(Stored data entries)
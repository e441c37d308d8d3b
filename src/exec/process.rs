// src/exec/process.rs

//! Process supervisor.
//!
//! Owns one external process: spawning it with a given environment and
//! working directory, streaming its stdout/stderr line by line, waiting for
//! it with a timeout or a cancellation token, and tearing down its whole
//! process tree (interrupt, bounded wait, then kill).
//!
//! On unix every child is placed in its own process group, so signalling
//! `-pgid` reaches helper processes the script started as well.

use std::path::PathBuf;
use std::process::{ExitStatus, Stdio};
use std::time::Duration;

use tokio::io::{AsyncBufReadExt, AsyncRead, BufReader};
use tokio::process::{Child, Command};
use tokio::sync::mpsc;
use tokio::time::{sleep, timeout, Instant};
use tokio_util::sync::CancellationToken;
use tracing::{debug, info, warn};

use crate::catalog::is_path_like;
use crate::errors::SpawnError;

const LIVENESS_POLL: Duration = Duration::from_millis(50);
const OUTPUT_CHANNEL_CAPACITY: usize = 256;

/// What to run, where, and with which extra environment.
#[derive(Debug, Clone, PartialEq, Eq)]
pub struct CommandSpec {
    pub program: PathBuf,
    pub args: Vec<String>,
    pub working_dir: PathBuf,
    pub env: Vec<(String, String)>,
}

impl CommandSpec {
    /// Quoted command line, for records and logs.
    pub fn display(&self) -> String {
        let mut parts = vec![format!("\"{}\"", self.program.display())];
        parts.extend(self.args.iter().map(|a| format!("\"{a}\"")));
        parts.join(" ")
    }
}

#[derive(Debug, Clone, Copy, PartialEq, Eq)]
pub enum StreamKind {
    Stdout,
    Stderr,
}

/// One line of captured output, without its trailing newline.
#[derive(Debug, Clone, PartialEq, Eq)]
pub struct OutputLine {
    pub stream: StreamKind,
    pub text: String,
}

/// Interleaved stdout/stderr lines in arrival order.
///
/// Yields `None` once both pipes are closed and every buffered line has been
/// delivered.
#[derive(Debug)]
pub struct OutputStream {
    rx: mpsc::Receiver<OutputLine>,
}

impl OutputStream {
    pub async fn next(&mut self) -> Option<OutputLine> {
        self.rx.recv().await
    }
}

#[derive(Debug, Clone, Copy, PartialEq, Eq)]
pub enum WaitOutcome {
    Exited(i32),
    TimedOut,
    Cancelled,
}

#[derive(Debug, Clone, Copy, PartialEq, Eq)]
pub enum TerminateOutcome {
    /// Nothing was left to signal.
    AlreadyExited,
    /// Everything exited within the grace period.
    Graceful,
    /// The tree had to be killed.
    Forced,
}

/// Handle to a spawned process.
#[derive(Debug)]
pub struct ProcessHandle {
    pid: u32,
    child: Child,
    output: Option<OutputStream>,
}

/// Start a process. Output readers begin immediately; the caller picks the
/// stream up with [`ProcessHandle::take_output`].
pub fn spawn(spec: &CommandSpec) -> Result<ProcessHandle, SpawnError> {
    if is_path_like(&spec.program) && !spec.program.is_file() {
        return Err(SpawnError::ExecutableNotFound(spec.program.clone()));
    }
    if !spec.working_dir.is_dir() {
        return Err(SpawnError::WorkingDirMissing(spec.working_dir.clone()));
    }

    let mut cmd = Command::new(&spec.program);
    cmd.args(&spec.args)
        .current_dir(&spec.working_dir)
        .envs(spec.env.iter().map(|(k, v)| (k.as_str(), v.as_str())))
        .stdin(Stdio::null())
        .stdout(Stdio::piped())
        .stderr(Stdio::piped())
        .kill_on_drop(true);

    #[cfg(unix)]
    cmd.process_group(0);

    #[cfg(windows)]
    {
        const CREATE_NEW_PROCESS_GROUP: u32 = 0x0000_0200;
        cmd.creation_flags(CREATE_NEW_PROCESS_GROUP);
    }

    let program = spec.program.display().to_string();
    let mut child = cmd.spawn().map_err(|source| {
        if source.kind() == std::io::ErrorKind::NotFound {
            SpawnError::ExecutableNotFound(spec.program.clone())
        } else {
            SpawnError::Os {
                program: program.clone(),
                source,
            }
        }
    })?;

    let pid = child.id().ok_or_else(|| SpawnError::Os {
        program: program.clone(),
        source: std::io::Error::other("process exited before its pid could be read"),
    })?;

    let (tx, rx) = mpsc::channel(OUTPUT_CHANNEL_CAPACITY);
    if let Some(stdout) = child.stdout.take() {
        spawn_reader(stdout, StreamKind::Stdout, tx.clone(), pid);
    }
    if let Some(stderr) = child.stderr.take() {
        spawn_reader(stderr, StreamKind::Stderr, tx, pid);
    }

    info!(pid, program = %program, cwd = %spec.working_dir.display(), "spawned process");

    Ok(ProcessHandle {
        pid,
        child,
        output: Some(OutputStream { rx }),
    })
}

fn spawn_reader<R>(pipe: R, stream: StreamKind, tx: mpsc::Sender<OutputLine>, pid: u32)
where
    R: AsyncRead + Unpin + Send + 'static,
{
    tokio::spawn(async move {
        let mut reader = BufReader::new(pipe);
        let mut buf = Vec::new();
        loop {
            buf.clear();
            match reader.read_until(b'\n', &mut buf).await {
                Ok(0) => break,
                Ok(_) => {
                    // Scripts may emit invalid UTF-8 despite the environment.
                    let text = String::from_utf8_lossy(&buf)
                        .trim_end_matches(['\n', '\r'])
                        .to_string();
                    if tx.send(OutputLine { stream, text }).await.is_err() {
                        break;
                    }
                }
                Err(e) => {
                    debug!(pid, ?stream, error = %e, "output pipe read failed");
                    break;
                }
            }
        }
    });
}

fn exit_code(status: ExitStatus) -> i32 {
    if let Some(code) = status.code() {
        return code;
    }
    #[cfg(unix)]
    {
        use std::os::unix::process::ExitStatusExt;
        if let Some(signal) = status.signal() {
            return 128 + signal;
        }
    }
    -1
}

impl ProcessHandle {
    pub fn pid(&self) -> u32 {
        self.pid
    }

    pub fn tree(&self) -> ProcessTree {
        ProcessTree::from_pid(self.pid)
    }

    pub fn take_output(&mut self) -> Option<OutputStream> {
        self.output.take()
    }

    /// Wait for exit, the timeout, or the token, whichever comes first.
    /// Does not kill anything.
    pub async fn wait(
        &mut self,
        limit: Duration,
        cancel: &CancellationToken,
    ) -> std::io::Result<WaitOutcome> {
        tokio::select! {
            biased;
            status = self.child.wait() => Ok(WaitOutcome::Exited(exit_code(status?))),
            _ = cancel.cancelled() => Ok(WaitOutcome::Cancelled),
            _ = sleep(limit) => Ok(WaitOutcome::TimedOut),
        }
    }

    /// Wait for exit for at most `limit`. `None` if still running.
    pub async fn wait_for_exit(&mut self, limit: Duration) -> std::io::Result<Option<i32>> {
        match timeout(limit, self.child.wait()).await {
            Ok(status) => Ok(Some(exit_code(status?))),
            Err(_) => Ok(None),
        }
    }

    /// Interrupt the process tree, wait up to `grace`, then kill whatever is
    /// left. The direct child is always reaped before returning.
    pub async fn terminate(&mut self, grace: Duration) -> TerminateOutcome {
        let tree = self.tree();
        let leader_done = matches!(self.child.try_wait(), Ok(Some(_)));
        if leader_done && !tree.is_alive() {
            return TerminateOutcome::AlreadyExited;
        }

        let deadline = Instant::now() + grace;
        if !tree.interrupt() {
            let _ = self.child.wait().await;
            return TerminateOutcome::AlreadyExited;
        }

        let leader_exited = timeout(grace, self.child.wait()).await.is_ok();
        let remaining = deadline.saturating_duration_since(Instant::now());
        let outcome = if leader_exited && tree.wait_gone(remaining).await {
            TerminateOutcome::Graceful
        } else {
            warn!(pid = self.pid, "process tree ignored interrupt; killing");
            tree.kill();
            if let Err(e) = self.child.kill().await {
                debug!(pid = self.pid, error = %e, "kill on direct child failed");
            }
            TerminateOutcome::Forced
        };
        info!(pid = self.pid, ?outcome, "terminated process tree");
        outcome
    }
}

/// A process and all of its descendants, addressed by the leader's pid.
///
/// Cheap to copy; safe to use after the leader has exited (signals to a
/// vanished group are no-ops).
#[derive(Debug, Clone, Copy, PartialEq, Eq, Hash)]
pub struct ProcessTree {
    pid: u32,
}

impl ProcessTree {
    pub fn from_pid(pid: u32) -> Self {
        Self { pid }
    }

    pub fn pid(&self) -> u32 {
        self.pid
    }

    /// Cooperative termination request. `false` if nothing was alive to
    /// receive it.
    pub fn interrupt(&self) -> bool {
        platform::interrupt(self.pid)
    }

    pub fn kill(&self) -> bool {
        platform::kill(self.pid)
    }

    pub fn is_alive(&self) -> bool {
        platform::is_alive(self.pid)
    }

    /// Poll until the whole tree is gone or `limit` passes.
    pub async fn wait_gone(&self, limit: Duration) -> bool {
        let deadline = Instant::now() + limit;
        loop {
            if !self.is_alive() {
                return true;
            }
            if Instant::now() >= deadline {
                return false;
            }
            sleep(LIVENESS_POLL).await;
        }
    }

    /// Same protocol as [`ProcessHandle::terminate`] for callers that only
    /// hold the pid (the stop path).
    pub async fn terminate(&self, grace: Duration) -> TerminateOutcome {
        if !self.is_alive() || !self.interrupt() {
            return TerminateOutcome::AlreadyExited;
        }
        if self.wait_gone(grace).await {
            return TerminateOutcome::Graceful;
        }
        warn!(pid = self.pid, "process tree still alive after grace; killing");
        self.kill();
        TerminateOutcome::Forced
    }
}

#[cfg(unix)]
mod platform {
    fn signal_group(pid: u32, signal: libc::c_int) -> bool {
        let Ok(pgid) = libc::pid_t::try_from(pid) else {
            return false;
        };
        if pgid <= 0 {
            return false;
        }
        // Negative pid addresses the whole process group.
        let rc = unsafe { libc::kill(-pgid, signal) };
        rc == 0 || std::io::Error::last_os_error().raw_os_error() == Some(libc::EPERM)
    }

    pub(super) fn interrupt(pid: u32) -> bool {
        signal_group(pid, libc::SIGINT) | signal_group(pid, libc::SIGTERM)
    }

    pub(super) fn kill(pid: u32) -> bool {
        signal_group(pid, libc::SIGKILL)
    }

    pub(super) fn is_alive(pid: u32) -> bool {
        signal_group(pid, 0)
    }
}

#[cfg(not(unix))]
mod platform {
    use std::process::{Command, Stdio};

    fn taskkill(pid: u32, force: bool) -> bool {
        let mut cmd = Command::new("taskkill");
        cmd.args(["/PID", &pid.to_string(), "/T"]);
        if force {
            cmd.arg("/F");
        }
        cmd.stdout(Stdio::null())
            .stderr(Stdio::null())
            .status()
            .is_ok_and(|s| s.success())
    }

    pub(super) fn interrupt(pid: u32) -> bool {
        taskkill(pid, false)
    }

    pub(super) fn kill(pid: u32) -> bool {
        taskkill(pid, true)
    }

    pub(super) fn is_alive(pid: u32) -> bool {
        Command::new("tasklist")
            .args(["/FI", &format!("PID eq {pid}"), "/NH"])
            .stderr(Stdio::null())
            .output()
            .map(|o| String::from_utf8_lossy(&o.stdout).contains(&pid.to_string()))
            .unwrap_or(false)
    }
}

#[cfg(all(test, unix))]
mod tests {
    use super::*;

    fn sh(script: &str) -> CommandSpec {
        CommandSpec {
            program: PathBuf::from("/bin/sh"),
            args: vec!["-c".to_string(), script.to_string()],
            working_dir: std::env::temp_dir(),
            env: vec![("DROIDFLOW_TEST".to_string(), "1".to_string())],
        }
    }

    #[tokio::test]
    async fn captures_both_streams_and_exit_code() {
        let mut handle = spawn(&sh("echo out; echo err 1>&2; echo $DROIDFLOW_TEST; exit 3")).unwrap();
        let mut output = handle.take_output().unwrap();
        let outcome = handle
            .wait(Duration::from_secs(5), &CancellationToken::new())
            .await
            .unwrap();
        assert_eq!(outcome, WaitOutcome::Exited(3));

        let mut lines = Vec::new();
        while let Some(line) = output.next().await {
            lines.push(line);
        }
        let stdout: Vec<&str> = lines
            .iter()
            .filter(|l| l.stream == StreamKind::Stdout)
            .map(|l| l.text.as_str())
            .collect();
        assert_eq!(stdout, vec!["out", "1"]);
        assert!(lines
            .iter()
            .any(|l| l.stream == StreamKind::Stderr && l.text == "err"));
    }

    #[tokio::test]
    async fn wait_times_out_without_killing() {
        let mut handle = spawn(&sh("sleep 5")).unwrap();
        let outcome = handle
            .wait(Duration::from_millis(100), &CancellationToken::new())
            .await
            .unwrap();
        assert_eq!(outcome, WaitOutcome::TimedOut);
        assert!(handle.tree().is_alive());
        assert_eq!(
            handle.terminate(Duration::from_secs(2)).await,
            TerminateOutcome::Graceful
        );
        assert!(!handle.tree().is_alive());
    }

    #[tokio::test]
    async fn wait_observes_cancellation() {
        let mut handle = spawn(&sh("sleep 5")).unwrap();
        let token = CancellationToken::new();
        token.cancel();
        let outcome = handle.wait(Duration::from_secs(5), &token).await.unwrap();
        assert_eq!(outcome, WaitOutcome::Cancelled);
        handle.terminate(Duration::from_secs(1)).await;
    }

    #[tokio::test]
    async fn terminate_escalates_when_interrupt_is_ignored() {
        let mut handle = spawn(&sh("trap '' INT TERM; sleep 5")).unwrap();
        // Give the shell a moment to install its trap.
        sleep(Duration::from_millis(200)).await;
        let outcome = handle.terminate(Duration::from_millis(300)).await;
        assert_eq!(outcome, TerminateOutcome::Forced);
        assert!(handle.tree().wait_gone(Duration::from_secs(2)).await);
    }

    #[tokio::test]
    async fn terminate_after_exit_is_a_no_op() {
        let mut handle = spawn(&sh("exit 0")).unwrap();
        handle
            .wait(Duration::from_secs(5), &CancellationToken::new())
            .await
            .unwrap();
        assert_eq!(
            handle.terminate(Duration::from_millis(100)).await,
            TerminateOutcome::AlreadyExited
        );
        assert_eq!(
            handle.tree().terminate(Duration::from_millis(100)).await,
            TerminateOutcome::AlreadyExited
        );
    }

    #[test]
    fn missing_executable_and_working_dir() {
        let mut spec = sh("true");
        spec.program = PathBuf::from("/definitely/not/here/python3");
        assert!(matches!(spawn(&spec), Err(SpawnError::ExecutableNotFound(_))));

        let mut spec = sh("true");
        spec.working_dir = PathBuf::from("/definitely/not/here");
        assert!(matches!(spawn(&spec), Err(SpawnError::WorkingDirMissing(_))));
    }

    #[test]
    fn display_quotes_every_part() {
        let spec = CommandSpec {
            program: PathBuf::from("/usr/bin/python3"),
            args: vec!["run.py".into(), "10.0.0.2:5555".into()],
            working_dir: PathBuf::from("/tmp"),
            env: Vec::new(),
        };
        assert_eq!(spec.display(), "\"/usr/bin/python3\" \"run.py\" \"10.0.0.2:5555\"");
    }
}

* * *

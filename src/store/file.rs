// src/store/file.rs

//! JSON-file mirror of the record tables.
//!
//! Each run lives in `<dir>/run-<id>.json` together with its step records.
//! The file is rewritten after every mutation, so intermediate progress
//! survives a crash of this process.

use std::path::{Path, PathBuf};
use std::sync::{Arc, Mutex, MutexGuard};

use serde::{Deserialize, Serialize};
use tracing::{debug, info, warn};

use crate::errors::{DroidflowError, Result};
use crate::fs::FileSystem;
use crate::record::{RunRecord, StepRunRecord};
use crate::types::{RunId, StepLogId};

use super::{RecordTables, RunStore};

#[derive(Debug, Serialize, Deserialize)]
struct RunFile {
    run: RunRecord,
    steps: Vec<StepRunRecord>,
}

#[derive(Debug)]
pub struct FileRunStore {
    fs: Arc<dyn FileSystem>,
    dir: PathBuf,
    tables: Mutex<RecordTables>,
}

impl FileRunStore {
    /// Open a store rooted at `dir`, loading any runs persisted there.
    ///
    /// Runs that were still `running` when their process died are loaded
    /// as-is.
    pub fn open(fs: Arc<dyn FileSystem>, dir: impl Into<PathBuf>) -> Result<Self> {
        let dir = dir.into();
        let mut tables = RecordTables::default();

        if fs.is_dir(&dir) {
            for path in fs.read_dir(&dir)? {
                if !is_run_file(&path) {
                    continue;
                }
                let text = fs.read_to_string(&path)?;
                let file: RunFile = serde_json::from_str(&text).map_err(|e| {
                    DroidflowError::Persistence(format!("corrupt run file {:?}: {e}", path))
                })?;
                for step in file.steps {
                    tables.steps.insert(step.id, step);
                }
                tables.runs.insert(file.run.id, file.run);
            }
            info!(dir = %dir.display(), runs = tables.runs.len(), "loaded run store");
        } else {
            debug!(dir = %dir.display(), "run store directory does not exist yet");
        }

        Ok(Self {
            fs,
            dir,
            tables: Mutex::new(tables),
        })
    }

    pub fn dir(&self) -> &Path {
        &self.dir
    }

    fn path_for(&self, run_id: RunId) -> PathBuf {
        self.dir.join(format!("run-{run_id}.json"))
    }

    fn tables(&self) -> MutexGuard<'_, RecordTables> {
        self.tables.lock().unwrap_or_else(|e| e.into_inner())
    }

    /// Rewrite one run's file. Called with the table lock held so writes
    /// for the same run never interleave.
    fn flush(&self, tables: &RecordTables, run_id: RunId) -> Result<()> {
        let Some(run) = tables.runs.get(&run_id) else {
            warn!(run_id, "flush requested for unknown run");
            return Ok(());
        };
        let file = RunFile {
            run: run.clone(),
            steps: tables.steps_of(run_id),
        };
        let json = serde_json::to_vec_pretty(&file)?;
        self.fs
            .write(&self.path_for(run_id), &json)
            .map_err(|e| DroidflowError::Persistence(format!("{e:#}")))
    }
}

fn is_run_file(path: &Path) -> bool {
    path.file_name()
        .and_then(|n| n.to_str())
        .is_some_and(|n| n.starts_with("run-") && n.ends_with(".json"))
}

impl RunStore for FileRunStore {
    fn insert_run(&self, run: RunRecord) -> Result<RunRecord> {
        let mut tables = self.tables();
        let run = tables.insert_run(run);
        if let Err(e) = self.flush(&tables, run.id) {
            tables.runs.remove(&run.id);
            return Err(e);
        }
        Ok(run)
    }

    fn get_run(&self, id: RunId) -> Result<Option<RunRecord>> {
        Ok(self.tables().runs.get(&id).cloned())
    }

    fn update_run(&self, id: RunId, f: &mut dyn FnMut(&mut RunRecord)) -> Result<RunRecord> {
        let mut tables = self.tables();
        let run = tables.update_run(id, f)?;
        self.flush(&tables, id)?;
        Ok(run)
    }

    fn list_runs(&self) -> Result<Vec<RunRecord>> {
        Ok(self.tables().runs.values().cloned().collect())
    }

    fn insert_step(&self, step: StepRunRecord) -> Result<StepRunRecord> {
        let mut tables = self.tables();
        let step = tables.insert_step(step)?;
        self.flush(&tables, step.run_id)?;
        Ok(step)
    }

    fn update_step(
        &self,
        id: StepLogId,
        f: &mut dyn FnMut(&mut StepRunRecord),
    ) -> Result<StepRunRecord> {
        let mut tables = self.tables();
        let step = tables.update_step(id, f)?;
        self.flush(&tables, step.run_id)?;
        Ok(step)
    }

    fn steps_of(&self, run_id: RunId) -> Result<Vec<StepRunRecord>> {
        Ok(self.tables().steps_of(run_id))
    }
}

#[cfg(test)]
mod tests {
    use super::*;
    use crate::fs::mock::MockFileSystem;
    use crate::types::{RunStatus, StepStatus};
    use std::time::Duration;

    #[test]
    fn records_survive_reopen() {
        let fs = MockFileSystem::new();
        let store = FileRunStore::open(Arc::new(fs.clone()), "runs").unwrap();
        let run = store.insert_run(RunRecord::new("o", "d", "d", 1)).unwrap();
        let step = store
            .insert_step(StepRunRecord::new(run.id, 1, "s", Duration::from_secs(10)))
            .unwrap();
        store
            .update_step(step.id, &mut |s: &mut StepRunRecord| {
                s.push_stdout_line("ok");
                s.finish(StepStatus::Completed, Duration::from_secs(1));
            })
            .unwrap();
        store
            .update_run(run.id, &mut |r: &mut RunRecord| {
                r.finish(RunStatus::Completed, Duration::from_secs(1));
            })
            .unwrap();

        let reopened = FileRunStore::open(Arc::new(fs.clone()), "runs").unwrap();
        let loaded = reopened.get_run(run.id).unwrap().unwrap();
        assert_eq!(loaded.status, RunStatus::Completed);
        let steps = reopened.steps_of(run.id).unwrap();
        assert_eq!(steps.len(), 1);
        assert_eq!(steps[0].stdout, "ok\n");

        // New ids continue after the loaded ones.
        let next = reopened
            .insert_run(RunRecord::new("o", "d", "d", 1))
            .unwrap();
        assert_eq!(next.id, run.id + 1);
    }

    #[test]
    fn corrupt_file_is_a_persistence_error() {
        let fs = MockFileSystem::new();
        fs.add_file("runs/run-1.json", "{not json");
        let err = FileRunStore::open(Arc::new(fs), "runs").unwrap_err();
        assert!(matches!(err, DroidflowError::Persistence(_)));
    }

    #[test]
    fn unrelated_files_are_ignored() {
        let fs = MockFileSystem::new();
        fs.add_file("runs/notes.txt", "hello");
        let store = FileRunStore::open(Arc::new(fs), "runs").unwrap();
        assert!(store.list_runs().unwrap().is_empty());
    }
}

» Task prompt:
Your answer should be the lines of the records that hold the string "errors".

» Solution below:
use crate::errors::SpawnError;
use crate::errors::{DroidflowError, Result};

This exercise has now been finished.